Thursday, October 21, 2010

Prodigal

Back in September, over three weeks ago, our house cat, Elvis was sent into backyard exile for household transgressions too egregious to accept. (The boss put him out). He was a reformed barn cat and should have been all right.

Instead he instantly vanished. We regretted our hard hearts and looked for him constantly....actively...I wrecked my foot plowing through the wet grass and it is just now mostly healed.

Two days later we found a mangled cat in the highway in front of the house. There wasn't much left...a couple paws...an ear...marked perfectly, right down to the tiny dots on the back paw.

We mourned...more than is reasonable for a bad-mannered cat. We acquired Simon, who is indeed a cat, although about ten times a day someone would say, "He's a nice cat, but he's not Elvis."

He can't help not being Elvis and I treat him well. Even if cat nip makes him sleepy.

I never stopped looking though...just a wishful glance into the tall grass, telling myself I KNEW he was dead, but still wanting him back.

Last night Becky went over early from chores ...I don't even remember why...and came back screaming. I thought she was hurt...or the cows were out. Alan was at the playoff game with with big brother and sister in law. What could have happened? She scared the heck out of me I'll tell you.

There was a cat that looked like Elvis on the back porch.

Yeah, right. That only happens to other people.
In stories.
Liz and I ran for the house just the same....no cat.

I went out into the tall grass and called the special call that always brought him down the stairs, hurtling like a juggernaut, in search of his dinner.

No cat. We started to go into the house and there he was.
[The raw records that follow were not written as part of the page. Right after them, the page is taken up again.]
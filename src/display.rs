//! Read-only helpers for presenting timers

use crate::error::{Result, TimerError};
use crate::timer::Timer;

/// Format seconds as zero-padded "MM:SS".
///
/// Minutes keep growing past two digits for long durations ("125:00").
pub fn format_remaining(seconds: i64) -> Result<String> {
    if seconds < 0 {
        return Err(TimerError::InvalidInput { seconds });
    }
    Ok(format!("{:02}:{:02}", seconds / 60, seconds % 60))
}

/// Split a snapshot into (unfinished, completed), preserving order
pub fn split_by_completion(timers: &[Timer]) -> (Vec<Timer>, Vec<Timer>) {
    let (completed, unfinished): (Vec<Timer>, Vec<Timer>) =
        timers.iter().cloned().partition(|t| t.is_completed);
    (unfinished, completed)
}
use async_trait::async_trait;
use tokio::sync::mpsc;
use tokio_util::sync::CancellationToken;

use crate::timer::TimerId;

/// Timer event enum
#[derive(Debug, Clone, PartialEq, Eq)]
pub enum TimerEvent {
    /// A timer counted down to zero. Sent once per run.
    Completed { id: TimerId, name: String },
}

/// Receiver side of the engine's completion events
pub struct TimerEvents {
    event_rx: mpsc::Receiver<TimerEvent>,
}

/// Side effect to run when a timer completes (alert, haptic, toast...)
#[async_trait]
pub trait CompletionNotifier: Send + Sync {
    async fn timer_completed(&self, id: TimerId, name: &str);
}

pub(crate) fn channel(buffer_size: usize) -> (mpsc::Sender<TimerEvent>, TimerEvents) {
    let (event_tx, event_rx) = mpsc::channel(buffer_size.max(1));
    (event_tx, TimerEvents { event_rx })
}

/// Send an event without waiting. A full or closed channel drops the event.
pub(crate) fn emit(event_tx: &mpsc::Sender<TimerEvent>, engine: &str, event: TimerEvent) {
    if let Err(e) = event_tx.try_send(event) {
        match e {
            mpsc::error::TrySendError::Full(TimerEvent::Completed { name, .. }) => {
                log::warn!(
                    "Event channel full in '{}', dropping completion of '{}'",
                    engine,
                    name
                );
            }
            mpsc::error::TrySendError::Closed(TimerEvent::Completed { name, .. }) => {
                log::warn!(
                    "Event channel closed in '{}', cannot send completion of '{}'",
                    engine,
                    name
                );
            }
        }
    }
}

impl TimerEvents {
    /// Receive the next timer event (blocking)
    pub async fn recv_event(&mut self) -> Option<TimerEvent> {
        self.event_rx.recv().await
    }

    /// Try to receive a timer event (non-blocking)
    pub fn try_recv_event(&mut self) -> Result<TimerEvent, mpsc::error::TryRecvError> {
        self.event_rx.try_recv()
    }

    /// Forward events to `notifier` until the token is cancelled or the
    /// engine is dropped. Returns the number of events delivered.
    pub async fn dispatch<N>(&mut self, notifier: &N, cancel_token: CancellationToken) -> usize
    where
        N: CompletionNotifier + ?Sized,
    {
        let mut delivered = 0;
        loop {
            tokio::select! {
                _ = cancel_token.cancelled() => break,
                event = self.event_rx.recv() => match event {
                    Some(TimerEvent::Completed { id, name }) => {
                        notifier.timer_completed(id, &name).await;
                        delivered += 1;
                    }
                    None => break,
                },
            }
        }
        delivered
    }
}

#[cfg(test)]
mod tests {
    use super::*;
    use parking_lot::Mutex;

    #[derive(Default)]
    struct Recorder {
        seen: Mutex<Vec<(TimerId, String)>>,
    }

    #[async_trait]
    impl CompletionNotifier for Recorder {
        async fn timer_completed(&self, id: TimerId, name: &str) {
            self.seen.lock().push((id, name.to_string()));
        }
    }

    fn completed(raw: u64, name: &str) -> TimerEvent {
        TimerEvent::Completed {
            id: TimerId::new(raw),
            name: name.to_string(),
        }
    }

    #[tokio::test]
    async fn test_emit_and_receive() {
        let (tx, mut events) = channel(4);
        emit(&tx, "test", completed(1, "Boil eggs"));
        assert_eq!(events.recv_event().await, Some(completed(1, "Boil eggs")));
        assert!(events.try_recv_event().is_err());
    }

    #[tokio::test]
    async fn test_emit_drops_when_full() {
        let (tx, mut events) = channel(1);
        emit(&tx, "test", completed(1, "first"));
        emit(&tx, "test", completed(2, "second"));
        assert_eq!(events.try_recv_event().unwrap(), completed(1, "first"));
        assert!(events.try_recv_event().is_err());
    }

    #[tokio::test]
    async fn test_emit_to_closed_channel_does_not_panic() {
        let (tx, events) = channel(1);
        drop(events);
        emit(&tx, "test", completed(1, "orphan"));
    }

    #[tokio::test]
    async fn test_dispatch_until_senders_dropped() {
        let (tx, mut events) = channel(4);
        emit(&tx, "test", completed(1, "Rice"));
        emit(&tx, "test", completed(2, "Beans"));
        drop(tx);

        let recorder = Recorder::default();
        let delivered = events.dispatch(&recorder, CancellationToken::new()).await;
        assert_eq!(delivered, 2);
        assert_eq!(
            *recorder.seen.lock(),
            vec![
                (TimerId::new(1), "Rice".to_string()),
                (TimerId::new(2), "Beans".to_string())
            ]
        );
    }

    #[tokio::test]
    async fn test_dispatch_stops_on_cancel() {
        let (_tx, mut events) = channel(4);
        let cancel_token = CancellationToken::new();
        cancel_token.cancel();

        let recorder = Recorder::default();
        assert_eq!(events.dispatch(&recorder, cancel_token).await, 0);
        assert!(recorder.seen.lock().is_empty());
    }
}
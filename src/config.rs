use std::time::Duration;

use tokio::time::MissedTickBehavior;

use crate::error::{Result, TimerError};

/// Timer engine configuration
#[derive(Debug, Clone)]
pub struct EngineConfig {
    /// Instance name for logging
    pub name: String,

    /// Time between two ticks of a running timer
    pub tick_period: Duration,

    /// Size of the completion event channel buffer
    pub event_buffer_size: usize,

    /// What a tick source does after falling behind its deadlines.
    ///
    /// `Burst` catches up so every elapsed period still produces a tick.
    pub missed_tick_behavior: MissedTickBehavior,
}

impl Default for EngineConfig {
    fn default() -> Self {
        EngineConfig {
            name: "step_timers".to_string(),
            tick_period: Duration::from_secs(1),
            event_buffer_size: 64,
            missed_tick_behavior: MissedTickBehavior::Burst,
        }
    }
}

impl EngineConfig {
    /// Reject settings the tick loop cannot run with
    pub fn validate(&self) -> Result<()> {
        if self.tick_period.is_zero() {
            return Err(TimerError::InvalidConfig {
                reason: "tick period must be non-zero",
            });
        }
        Ok(())
    }

    pub fn with_name(mut self, name: impl Into<String>) -> Self {
        self.name = name.into();
        self
    }

    pub fn with_tick_period(mut self, tick_period: Duration) -> Self {
        self.tick_period = tick_period;
        self
    }

    pub fn with_event_buffer_size(mut self, size: usize) -> Self {
        self.event_buffer_size = size;
        self
    }

    pub fn with_missed_tick_behavior(mut self, behavior: MissedTickBehavior) -> Self {
        self.missed_tick_behavior = behavior;
        self
    }
}
use thiserror::Error;

use crate::timer::TimerId;

/// Errors returned by the timer engine
#[derive(Debug, Error, Clone, PartialEq, Eq)]
pub enum TimerError {
    /// Timers must last at least one minute
    #[error("invalid timer duration: {minutes} minute(s)")]
    InvalidDuration { minutes: i64 },

    /// The id was never issued or the timer has been removed.
    ///
    /// Control operations report this without touching any state, so callers
    /// reacting to stale UI input can safely ignore it.
    #[error("timer {0} not found")]
    NotFound(TimerId),

    #[error("cannot format negative time: {seconds}s")]
    InvalidInput { seconds: i64 },

    #[error("timer engine has been shut down")]
    Shutdown,

    #[error("timer engine must be created inside a Tokio runtime")]
    NoRuntime,

    #[error("invalid engine config: {reason}")]
    InvalidConfig { reason: &'static str },
}

impl From<tokio::runtime::TryCurrentError> for TimerError {
    fn from(_: tokio::runtime::TryCurrentError) -> Self {
        TimerError::NoRuntime
    }
}

pub type Result<T> = std::result::Result<T, TimerError>;
use std::ops::ControlFlow;
use std::sync::{Arc, Weak};

use parking_lot::Mutex;
use tokio::runtime::Handle;
use tokio::sync::mpsc;
use tokio::task::JoinHandle;
use tokio_util::sync::CancellationToken;

use crate::config::EngineConfig;
use crate::error::{Result, TimerError};
use crate::event::{self, TimerEvent, TimerEvents};
use crate::registry::{Registry, TickOutcome};
use crate::scheduler::{self, TickScheduler};
use crate::timer::{Timer, TimerId};

/// Countdown timer engine.
///
/// Owns every timer record and one tick task per running timer. All
/// operations are synchronous: they update state, (de)register the tick task
/// and return without waiting for a tick. Once `pause`, `reset` or `remove`
/// returns, no tick from an earlier run can change the timer again.
///
/// Dropping the engine releases every tick task.
pub struct TimerEngine {
    shared: Arc<Shared>,

    /// Cancels the engine's tick tasks; child of the caller's token
    root_token: CancellationToken,
}

struct Shared {
    /// Instance name for logging
    name: String,

    config: EngineConfig,

    /// Timer records and tick sources, always locked together
    state: Mutex<EngineState>,

    event_tx: mpsc::Sender<TimerEvent>,

    runtime: Handle,
}

struct EngineState {
    registry: Registry,
    scheduler: TickScheduler,
    shut_down: bool,
}

impl TimerEngine {
    /// Create an engine on the current Tokio runtime.
    ///
    /// Cancelling `cancel_token` shuts the engine down just like
    /// [`TimerEngine::shutdown`]. Returns the engine and the receiver for
    /// its completion events.
    pub fn new(
        config: EngineConfig,
        cancel_token: CancellationToken,
    ) -> Result<(Self, TimerEvents)> {
        config.validate()?;
        let runtime = Handle::try_current()?;
        let (event_tx, events) = event::channel(config.event_buffer_size);
        let root_token = cancel_token.child_token();

        let shared = Arc::new(Shared {
            name: config.name.clone(),
            state: Mutex::new(EngineState {
                registry: Registry::new(),
                scheduler: TickScheduler::new(root_token.clone()),
                shut_down: false,
            }),
            config,
            event_tx,
            runtime: runtime.clone(),
        });

        let weak = Arc::downgrade(&shared);
        let watch_token = root_token.clone();
        runtime.spawn(async move {
            watch_token.cancelled().await;
            if let Some(shared) = weak.upgrade() {
                shared.teardown();
            }
        });

        log::info!("Timer engine '{}' started", shared.name);

        Ok((TimerEngine { shared, root_token }, events))
    }

    pub fn name(&self) -> &str {
        &self.shared.name
    }

    /// Add a stopped timer lasting `duration_minutes`
    pub fn create(&self, name: impl Into<String>, duration_minutes: i64) -> Result<TimerId> {
        let name = name.into();
        let mut state = self.shared.state.lock();
        let id = state
            .registry
            .create(name.clone(), duration_minutes)
            .inspect_err(|e| {
                log::warn!("Rejected timer '{}' in '{}': {}", name, self.shared.name, e)
            })?;

        log::info!(
            "Created timer '{}' ({}) for {} minute(s) in '{}'",
            name,
            id,
            duration_minutes,
            self.shared.name
        );
        Ok(id)
    }

    /// Create a timer for a recipe step and start it right away
    pub fn start_step_timer(
        &self,
        recipe_title: &str,
        step_label: &str,
        duration_minutes: i64,
    ) -> Result<TimerId> {
        let id = self.create(format!("{recipe_title} - {step_label}"), duration_minutes)?;
        self.start(id)?;
        Ok(id)
    }

    /// Start or resume a timer. Running and completed timers are left as is,
    /// even after shutdown; any other timer fails with
    /// [`TimerError::Shutdown`] once the engine is shut down.
    pub fn start(&self, id: TimerId) -> Result<()> {
        let mut state = self.shared.state.lock();
        let timer = state
            .registry
            .get(id)
            .map_err(|e| self.shared.rejected("start", e))?;
        if timer.is_active || timer.is_completed {
            log::debug!("Timer {} already running or completed in '{}'", id, self.shared.name);
            return Ok(());
        }
        if state.shut_down {
            return Err(TimerError::Shutdown);
        }
        state.registry.activate(id)?;

        let period = self.shared.config.tick_period;
        let behavior = self.shared.config.missed_tick_behavior;
        let weak = Arc::downgrade(&self.shared);
        let runtime = &self.shared.runtime;
        let run = state.scheduler.begin(id, |run, token| {
            runtime.spawn(scheduler::drive(
                move || Shared::tick_weak(&weak, id, run),
                period,
                behavior,
                token,
            ))
        });

        log::debug!("Started timer {} (run {}) in '{}'", id, run, self.shared.name);
        Ok(())
    }

    /// Stop a timer, keeping its remaining time
    pub fn pause(&self, id: TimerId) -> Result<()> {
        let mut state = self.shared.state.lock();
        let was_active = state
            .registry
            .deactivate(id)
            .map_err(|e| self.shared.rejected("pause", e))?;
        state.scheduler.stop(id);

        if was_active {
            log::debug!("Paused timer {} in '{}'", id, self.shared.name);
        }
        Ok(())
    }

    /// Stop a timer and restore its full duration, clearing completion
    pub fn reset(&self, id: TimerId) -> Result<()> {
        let mut state = self.shared.state.lock();
        state
            .registry
            .rewind(id)
            .map_err(|e| self.shared.rejected("reset", e))?;
        state.scheduler.stop(id);

        log::debug!("Reset timer {} in '{}'", id, self.shared.name);
        Ok(())
    }

    /// Stop a timer and forget it
    pub fn remove(&self, id: TimerId) -> Result<()> {
        let mut state = self.shared.state.lock();
        let timer = state
            .registry
            .remove(id)
            .map_err(|e| self.shared.rejected("remove", e))?;
        state.scheduler.stop(id);

        log::debug!("Removed timer '{}' ({}) from '{}'", timer.name, id, self.shared.name);
        Ok(())
    }

    pub fn get(&self, id: TimerId) -> Result<Timer> {
        self.shared.state.lock().registry.get(id).cloned()
    }

    /// Snapshot of all timers in creation order
    pub fn list(&self) -> Vec<Timer> {
        self.shared.state.lock().registry.list()
    }

    /// Number of tick tasks currently registered
    pub fn tick_sources(&self) -> usize {
        self.shared.state.lock().scheduler.len()
    }

    pub fn is_shut_down(&self) -> bool {
        self.shared.state.lock().shut_down
    }

    /// Stop every running timer and wait for their tick tasks to finish.
    ///
    /// Timer records stay readable; starting a timer afterwards fails with
    /// [`TimerError::Shutdown`].
    pub async fn shutdown(&self) {
        let handles = self.shared.teardown();
        self.root_token.cancel();

        for result in futures::future::join_all(handles).await {
            if let Err(e) = result {
                if !e.is_cancelled() {
                    log::warn!("Tick task in '{}' failed: {}", self.shared.name, e);
                }
            }
        }
        log::info!("Timer engine '{}' stopped", self.shared.name);
    }
}

impl Drop for TimerEngine {
    fn drop(&mut self) {
        self.shared.teardown();
        self.root_token.cancel();
    }
}

impl Shared {
    fn tick_weak(shared: &Weak<Shared>, id: TimerId, run: u64) -> ControlFlow<()> {
        match shared.upgrade() {
            Some(shared) => shared.tick(id, run),
            None => ControlFlow::Break(()),
        }
    }

    /// Apply one tick from tick source `run` of timer `id`
    fn tick(&self, id: TimerId, run: u64) -> ControlFlow<()> {
        let completed = {
            let mut state = self.state.lock();
            if !state.scheduler.is_current(id, run) {
                return ControlFlow::Break(());
            }
            match state.registry.tick(id) {
                TickOutcome::Stale => {
                    state.scheduler.stop(id);
                    return ControlFlow::Break(());
                }
                TickOutcome::Counting(remaining) => {
                    log::trace!("Timer {} has {}s left in '{}'", id, remaining, self.name);
                    return ControlFlow::Continue(());
                }
                TickOutcome::Completed(timer) => {
                    state.scheduler.stop(id);
                    timer
                }
            }
        };

        log::info!("Timer '{}' ({}) completed in '{}'", completed.name, id, self.name);
        event::emit(
            &self.event_tx,
            &self.name,
            TimerEvent::Completed {
                id,
                name: completed.name,
            },
        );
        ControlFlow::Break(())
    }

    /// Release all tick sources and mark every timer stopped
    fn teardown(&self) -> Vec<JoinHandle<()>> {
        let mut state = self.state.lock();
        if state.shut_down {
            return Vec::new();
        }
        state.shut_down = true;

        let stopped = state.registry.deactivate_all();
        let handles = state.scheduler.drain();
        log::info!(
            "Timer engine '{}' shutting down, stopped {} running timer(s) of {}",
            self.name,
            stopped,
            state.registry.len()
        );
        handles
    }

    fn rejected(&self, operation: &str, error: TimerError) -> TimerError {
        log::debug!("Ignoring {} in '{}': {}", operation, self.name, error);
        error
    }
}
Thin. Burdock bedecked. Bearing a few battle scars and spots of missing fur, but there. I picked him up and put him in the kitchen and he immediately began demanding canz.

I am still kind of stunned. I wonder where he was. Certainly not here. There is cat food on the porch and I am outdoors all the time. I would have seen him I think.

He and Simon don't think highly of one another. Still, they are both used to being crated like dogs, when Nick comes through (Nick thinks of cats kind of like a succulent menu item) so we just set up a second crate... a second litter box....a second water bowl. I think I can make it work. I WILL make it work.

On another cat-related note, we have been stocking up on barn cats for the winter. Coyotes, fishers, and wild game of all sorts devour our working cats with depressing frequency, so we put out the word. So far we have a little silver and white girl cat, now named Triton, her daughter, Keebler, and a nice yellow and white Amish cat, which Becky and I are calling Lord John (we may not have the final vote on that). Now someone has dropped a big ugly tom by the driveway...kind of wild....brown tabby, long and lanky, with a small white spot on his nose...

Saturday, October 09, 2010

Halloween Sky

Not the Halloween sky, just a cool sunset from the other day.

Shortly after the day started
the horizon turned an eerie yellow with clouds like purple bruises looming down from above and lacing their fingers through it. Like skeletons sifting through thrown out pumpkin pie......It was spooky and not pretty and set the stage for the where-did-the-cat food-go-puzzle we are now pondering.

We lost our Elvis cat week before last in a tragic accident. He had a big personality, a lot more than cat-sized and we miss him very badly. Within a short time I found that I really needed to fill the hollow he left. It was a huge cat-shaped void that echoed at feeding time and had me seeing cats under all the furniture and all around my feet. It made my chest hurt from him not being there....such a big empty place right in the center. I had to put a real cat into that place before I lost it...I was really depressed.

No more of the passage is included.